▸ **Collected data entries**
------------------------------------
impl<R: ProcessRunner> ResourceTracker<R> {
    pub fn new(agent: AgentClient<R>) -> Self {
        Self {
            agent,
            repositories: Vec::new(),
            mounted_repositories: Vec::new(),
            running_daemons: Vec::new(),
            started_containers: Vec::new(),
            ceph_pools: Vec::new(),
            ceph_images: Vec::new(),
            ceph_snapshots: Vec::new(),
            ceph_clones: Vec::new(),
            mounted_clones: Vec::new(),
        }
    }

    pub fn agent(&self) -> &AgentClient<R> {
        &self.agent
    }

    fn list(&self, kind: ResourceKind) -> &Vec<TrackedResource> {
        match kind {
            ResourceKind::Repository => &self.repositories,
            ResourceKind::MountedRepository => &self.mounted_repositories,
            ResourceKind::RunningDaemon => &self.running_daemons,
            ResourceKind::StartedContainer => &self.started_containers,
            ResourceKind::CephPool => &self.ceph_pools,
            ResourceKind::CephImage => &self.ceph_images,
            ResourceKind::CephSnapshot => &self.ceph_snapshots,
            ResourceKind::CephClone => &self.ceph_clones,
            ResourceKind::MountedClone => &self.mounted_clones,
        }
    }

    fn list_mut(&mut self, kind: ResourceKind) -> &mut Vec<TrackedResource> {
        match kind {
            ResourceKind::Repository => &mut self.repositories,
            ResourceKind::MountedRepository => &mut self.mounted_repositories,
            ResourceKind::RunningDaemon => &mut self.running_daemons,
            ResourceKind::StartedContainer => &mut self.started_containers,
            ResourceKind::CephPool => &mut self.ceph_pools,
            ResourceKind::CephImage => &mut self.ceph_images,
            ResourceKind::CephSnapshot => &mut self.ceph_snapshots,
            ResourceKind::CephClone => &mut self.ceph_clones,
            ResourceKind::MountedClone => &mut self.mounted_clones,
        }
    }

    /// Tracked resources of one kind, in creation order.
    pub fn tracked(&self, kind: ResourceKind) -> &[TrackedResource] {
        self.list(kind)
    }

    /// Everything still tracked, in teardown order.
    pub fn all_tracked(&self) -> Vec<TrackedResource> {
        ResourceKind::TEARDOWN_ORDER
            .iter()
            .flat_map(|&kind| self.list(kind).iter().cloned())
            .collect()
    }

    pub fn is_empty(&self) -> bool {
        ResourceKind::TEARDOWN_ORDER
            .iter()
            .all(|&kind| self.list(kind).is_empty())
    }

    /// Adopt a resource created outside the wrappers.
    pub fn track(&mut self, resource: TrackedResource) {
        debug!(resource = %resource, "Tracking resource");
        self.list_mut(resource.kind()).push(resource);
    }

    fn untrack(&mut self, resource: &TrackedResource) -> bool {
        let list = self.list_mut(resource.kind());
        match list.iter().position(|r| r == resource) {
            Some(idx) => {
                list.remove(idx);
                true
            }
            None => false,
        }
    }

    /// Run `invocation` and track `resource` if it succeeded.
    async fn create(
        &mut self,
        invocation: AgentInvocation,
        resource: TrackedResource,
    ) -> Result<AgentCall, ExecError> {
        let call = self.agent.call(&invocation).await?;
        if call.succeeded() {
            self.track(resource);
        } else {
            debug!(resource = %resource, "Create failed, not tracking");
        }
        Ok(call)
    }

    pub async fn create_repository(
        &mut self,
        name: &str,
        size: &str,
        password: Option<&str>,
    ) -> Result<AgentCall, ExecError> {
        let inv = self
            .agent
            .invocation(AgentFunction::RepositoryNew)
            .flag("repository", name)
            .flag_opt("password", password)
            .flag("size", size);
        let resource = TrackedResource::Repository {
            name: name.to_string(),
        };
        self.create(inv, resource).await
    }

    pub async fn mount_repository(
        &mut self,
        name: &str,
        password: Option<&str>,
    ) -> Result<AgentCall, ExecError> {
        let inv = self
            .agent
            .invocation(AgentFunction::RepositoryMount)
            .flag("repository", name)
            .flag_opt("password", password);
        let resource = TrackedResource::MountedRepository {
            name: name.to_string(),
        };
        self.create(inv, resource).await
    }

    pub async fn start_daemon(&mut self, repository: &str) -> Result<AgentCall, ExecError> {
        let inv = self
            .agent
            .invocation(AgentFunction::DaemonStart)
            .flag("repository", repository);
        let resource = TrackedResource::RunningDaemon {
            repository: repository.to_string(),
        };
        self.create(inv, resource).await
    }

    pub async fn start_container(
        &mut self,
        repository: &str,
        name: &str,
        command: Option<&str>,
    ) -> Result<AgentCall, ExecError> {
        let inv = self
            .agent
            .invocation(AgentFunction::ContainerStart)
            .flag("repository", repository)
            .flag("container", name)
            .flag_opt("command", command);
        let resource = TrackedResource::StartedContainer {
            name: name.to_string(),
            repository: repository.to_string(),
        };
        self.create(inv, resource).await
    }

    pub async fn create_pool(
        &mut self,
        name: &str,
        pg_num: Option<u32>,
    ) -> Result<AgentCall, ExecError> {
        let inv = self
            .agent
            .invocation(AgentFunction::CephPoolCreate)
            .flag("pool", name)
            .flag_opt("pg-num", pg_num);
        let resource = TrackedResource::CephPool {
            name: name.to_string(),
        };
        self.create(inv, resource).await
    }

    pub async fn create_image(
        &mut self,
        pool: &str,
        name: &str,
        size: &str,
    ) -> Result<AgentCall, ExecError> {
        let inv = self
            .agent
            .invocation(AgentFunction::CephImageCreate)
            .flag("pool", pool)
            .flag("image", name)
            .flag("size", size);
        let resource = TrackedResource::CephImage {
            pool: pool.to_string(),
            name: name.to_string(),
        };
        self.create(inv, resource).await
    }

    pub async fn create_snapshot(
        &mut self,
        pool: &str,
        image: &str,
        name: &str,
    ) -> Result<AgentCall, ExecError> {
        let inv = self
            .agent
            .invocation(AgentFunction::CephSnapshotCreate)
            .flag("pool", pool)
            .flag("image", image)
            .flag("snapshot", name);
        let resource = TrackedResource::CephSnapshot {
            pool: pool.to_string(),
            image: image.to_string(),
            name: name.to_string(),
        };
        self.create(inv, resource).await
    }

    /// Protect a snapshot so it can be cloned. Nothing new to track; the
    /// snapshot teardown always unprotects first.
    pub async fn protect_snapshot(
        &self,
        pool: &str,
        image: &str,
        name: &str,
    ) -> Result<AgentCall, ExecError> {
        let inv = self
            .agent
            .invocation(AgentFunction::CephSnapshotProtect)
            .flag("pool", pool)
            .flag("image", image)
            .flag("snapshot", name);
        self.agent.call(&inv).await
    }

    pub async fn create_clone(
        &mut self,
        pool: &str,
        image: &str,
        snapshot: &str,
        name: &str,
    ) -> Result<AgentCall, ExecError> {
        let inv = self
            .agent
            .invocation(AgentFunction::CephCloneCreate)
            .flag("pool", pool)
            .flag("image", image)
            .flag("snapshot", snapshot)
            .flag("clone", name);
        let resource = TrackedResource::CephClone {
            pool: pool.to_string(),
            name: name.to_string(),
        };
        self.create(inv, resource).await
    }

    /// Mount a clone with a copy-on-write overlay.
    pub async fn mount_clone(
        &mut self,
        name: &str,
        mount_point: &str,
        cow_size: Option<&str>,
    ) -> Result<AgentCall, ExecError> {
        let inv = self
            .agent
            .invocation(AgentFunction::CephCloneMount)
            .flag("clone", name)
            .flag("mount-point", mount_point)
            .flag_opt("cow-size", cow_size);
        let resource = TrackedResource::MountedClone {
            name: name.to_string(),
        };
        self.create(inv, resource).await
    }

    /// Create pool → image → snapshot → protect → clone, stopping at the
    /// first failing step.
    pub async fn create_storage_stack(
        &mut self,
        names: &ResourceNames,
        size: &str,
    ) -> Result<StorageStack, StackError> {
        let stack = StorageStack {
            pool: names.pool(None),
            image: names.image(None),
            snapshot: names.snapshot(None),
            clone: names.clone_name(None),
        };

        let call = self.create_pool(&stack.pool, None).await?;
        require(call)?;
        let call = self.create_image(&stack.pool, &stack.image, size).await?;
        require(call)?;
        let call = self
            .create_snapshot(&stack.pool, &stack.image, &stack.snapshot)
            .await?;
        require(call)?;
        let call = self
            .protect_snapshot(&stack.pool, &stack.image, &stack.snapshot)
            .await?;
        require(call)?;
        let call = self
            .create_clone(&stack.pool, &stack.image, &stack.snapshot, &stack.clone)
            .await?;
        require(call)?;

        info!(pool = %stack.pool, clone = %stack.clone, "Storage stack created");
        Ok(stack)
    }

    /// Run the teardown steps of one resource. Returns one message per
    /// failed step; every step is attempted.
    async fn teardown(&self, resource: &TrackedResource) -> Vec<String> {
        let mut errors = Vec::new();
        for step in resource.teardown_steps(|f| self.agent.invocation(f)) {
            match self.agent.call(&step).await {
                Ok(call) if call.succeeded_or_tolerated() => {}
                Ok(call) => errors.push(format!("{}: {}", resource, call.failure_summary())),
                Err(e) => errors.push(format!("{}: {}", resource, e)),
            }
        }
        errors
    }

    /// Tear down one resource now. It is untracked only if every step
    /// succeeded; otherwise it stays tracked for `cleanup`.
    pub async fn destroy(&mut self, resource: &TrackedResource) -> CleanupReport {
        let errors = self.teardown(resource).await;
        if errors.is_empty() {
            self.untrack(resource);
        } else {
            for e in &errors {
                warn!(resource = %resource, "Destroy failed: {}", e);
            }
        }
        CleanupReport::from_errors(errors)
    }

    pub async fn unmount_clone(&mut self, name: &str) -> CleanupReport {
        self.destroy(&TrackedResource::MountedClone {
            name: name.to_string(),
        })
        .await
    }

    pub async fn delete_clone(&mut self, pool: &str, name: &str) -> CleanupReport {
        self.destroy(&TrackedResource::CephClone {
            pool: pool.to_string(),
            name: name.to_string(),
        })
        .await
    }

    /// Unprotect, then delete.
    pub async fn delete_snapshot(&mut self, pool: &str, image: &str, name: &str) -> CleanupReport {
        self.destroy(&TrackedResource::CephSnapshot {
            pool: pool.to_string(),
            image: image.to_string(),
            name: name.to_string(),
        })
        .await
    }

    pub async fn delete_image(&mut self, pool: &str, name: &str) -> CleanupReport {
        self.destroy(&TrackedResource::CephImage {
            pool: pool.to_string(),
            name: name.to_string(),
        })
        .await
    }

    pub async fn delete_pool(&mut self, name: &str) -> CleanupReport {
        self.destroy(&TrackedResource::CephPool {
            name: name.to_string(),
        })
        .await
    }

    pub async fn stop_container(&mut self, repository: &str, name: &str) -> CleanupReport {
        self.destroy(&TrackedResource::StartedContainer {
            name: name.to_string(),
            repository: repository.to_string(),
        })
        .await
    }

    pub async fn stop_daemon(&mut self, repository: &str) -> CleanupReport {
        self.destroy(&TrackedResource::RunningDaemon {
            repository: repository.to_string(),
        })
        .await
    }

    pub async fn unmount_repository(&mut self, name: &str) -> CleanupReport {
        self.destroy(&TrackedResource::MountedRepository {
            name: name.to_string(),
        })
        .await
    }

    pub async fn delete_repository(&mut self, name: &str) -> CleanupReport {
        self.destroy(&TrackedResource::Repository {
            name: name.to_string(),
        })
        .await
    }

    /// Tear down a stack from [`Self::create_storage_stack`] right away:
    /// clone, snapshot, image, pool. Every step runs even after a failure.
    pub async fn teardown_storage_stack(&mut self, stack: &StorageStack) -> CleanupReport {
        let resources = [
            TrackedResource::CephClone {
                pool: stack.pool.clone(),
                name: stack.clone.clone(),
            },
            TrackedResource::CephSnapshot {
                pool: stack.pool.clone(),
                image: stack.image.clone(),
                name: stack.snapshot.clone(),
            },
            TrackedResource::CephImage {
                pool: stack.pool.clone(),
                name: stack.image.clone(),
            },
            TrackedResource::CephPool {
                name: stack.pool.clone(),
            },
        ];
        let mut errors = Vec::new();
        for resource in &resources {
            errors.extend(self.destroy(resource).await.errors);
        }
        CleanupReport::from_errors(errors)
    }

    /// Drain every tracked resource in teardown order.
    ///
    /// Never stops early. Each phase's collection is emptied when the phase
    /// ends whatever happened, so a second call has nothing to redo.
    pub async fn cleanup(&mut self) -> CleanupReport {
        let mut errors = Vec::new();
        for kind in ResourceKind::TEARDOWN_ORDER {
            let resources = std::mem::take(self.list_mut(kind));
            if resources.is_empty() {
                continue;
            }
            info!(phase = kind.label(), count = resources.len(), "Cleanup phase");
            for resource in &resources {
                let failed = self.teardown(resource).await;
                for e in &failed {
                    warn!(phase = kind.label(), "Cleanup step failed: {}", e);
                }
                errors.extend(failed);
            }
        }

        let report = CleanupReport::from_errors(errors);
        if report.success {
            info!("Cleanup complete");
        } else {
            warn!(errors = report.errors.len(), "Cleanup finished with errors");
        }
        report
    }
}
------------------------------------
Every line of the entries that includes "StartedContainer" must be copied into the answer.

▸ **REPLY TO THE TASK**
            ResourceKind::StartedContainer => &self.started_containers,
            ResourceKind::StartedContainer => &mut self.started_containers,
        let resource = TrackedResource::StartedContainer {
        self.destroy(&TrackedResource::StartedContainer {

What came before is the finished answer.